RAW DATA
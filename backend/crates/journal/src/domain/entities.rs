//! Domain Entities

use chrono::{DateTime, Utc};
use kernel::id::{AccountId, PostId};

use crate::domain::value_objects::{PostBody, PostTitle};

/// A journal entry. `user_id` is the owning account and never changes.
#[derive(Debug, Clone, PartialEq, Eq)]
pub struct Post {
    pub id: PostId,
    pub user_id: AccountId,
    pub title: PostTitle,
    pub body: PostBody,
    pub created_at: DateTime<Utc>,
    pub updated_at: DateTime<Utc>,
}

impl Post {
    pub fn new(owner: AccountId, title: PostTitle, body: PostBody, now: DateTime<Utc>) -> Self {
        Self {
            id: PostId::new(),
            user_id: owner,
            title,
            body,
            created_at: now,
            updated_at: now,
        }
    }

    pub fn edit(&mut self, title: PostTitle, body: PostBody, now: DateTime<Utc>) {
        self.title = title;
        self.body = body;
        self.updated_at = now;
    }

    pub fn is_owned_by(&self, account: AccountId) -> bool {
        self.user_id == account
    }
}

WHAT TO PRODUCE
Please give back the listing in full; each line must match exactly.

THE COMPLETED TASK
filename backend/crates/journal/src/domain/entities.rs
//! Domain Entities

use chrono::{DateTime, Utc};
use kernel::id::{AccountId, PostId};

use crate::domain::value_objects::{PostBody, PostTitle};

/// A journal entry. `user_id` is the owning account and never changes.
#[derive(Debug, Clone, PartialEq, Eq)]
pub struct Post {
    pub id: PostId,
    pub user_id: AccountId,
    pub title: PostTitle,
    pub body: PostBody,
    pub created_at: DateTime<Utc>,
    pub updated_at: DateTime<Utc>,
}

impl Post {
    pub fn new(owner: AccountId, title: PostTitle, body: PostBody, now: DateTime<Utc>) -> Self {
        Self {
            id: PostId::new(),
            user_id: owner,
            title,
            body,
            created_at: now,
            updated_at: now,
        }
    }

    pub fn edit(&mut self, title: PostTitle, body: PostBody, now: DateTime<Utc>) {
        self.title = title;
        self.body = body;
        self.updated_at = now;
    }

    pub fn is_owned_by(&self, account: AccountId) -> bool {
        self.user_id == account
    }
}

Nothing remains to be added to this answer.